Collected data:
[Start of Attachment]

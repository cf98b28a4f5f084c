use clap::Parser;
use hype_dial::core::ConfigProvider;
use hype_dial::utils::error::ErrorSeverity;
use hype_dial::utils::{logger, validation::Validate};
use hype_dial::{
    AppController, CliConfig, FileGaugeSink, HnSearchClient, HypeError, LocalStorage, Settings,
};
use std::sync::Arc;

#[tokio::main]
async fn main() -> anyhow::Result<()> {
    let cli = CliConfig::parse();

    // 初始化日誌
    if cli.log_json {
        logger::init_json_logger();
    } else {
        logger::init_cli_logger(cli.verbose);
    }

    tracing::info!("Starting hype-dial");
    if cli.verbose {
        tracing::debug!("CLI config: {:?}", cli);
    }

    let settings = match cli.resolve().and_then(|s| s.validate().map(|_| s)) {
        Ok(settings) => settings,
        Err(e) => exit_with(e),
    };

    if cli.dry_run {
        perform_dry_run(&settings)?;
        return Ok(());
    }

    if let Err(e) = run(&settings).await {
        exit_with(e);
    }

    Ok(())
}

async fn run(settings: &Settings) -> hype_dial::Result<()> {
    let source = Arc::new(HnSearchClient::from_config(settings)?);
    let storage = LocalStorage::new(settings.output_path().to_string());
    let sink = FileGaugeSink::from_config(storage, settings);

    let controller = AppController::from_config(source, settings);
    let outcome = controller.run(&sink).await?;
    let written = sink.finish(settings, &outcome.counts, &outcome.metrics).await?;

    let metrics = &outcome.metrics;
    println!(
        "🔥 AI HYPE: {} ({}/{} titles, {:.0}%, hype {:.3})",
        metrics.label,
        metrics.matched,
        metrics.sampled,
        (metrics.percent * 100.0).round(),
        metrics.hype
    );
    if metrics.pages_failed > 0 {
        println!(
            "⚠️ {} of {} pages failed and were left out",
            metrics.pages_failed,
            settings.num_pages()
        );
    }
    for path in written {
        println!("📁 Output saved to: {}", path);
    }

    Ok(())
}

fn perform_dry_run(settings: &Settings) -> hype_dial::Result<()> {
    let client = HnSearchClient::from_config(settings)?;

    tracing::info!("🔍 DRY RUN MODE - No requests will be made");
    println!("Endpoint:   {}", settings.api_endpoint());
    println!(
        "Sample:     {} pages x {} posts = {}",
        settings.num_pages(),
        settings.page_size(),
        settings.sample_size()
    );
    println!("Keywords:   {}", settings.keywords().terms().join(", "));
    println!("Boundary:   {:?}", settings.boundary());
    for level in settings.hype_levels().levels() {
        println!("Level:      >= {:<5} {}", level.lower_bound, level.label);
    }
    println!("Output:     {} {:?}", settings.output_path(), settings.output_formats());
    for page in 0..settings.num_pages() {
        println!("Page {:>3}:   {}", page, client.page_url(page));
    }
    Ok(())
}

fn exit_with(e: HypeError) -> ! {
    tracing::error!(
        "❌ hype-dial failed: {} (Category: {:?}, Severity: {:?})",
        e,
        e.category(),
        e.severity()
    );
    tracing::error!("💡 Recovery suggestion: {}", e.recovery_suggestion());

    eprintln!("❌ {}", e.user_friendly_message());
    eprintln!("💡 {}", e.recovery_suggestion());

    // 根據錯誤嚴重程度決定退出碼
    let exit_code = match e.severity() {
        ErrorSeverity::Low => 0,
        ErrorSeverity::Medium => 2,
        ErrorSeverity::High => 1,
        ErrorSeverity::Critical => 3,
    };
    std::process::exit(exit_code);
}
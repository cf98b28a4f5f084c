use crate::app::gauge::escape_xml;

pub const SHOW_NEW_URL: &str = "https://news.ycombinator.com/shownew";

const PAGE_CSS: &str = r#"
body { background: #282c34; color: white; font-family: sans-serif; text-align: center; margin: 0; }
.header { padding: 1rem 2rem 0; }
.header a { color: #61dafb; }
svg { width: 100%; max-width: 100vh; }
"#;

/// Standalone HTML page around a rendered gauge.
pub fn render_page(gauge_svg: &str, sample_size: usize, source_url: &str) -> String {
    format!(
        r#"<!DOCTYPE html>
<html lang="en">
<head>
    <meta charset="UTF-8">
    <meta name="viewport" content="width=device-width, initial-scale=1.0">
    <title>AI HYPE</title>
    <style>{css}</style>
</head>
<body>
    <div class="header">
        <h1>AI HYPE</h1>
        <p>
            as measured by the percentage of the latest {sample_size} "Show HN" posts on
            <a href="{source_url}" target="_blank" rel="noreferrer">Hacker News</a>
            which contain AI related keywords
        </p>
        <p>
            the hype dial severity greatly increases as the percentage of posts
            approaches 100%
        </p>
    </div>
    {gauge_svg}
</body>
</html>
"#,
        css = PAGE_CSS,
        source_url = escape_xml(source_url),
    )
}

[End of Attachment]

» **What to work on**:
Wherever the string "label" appears in a line of the records above, copy that line.

» **Completed task**:
        metrics.label,
        println!("Level:      >= {:<5} {}", level.lower_bound, level.label);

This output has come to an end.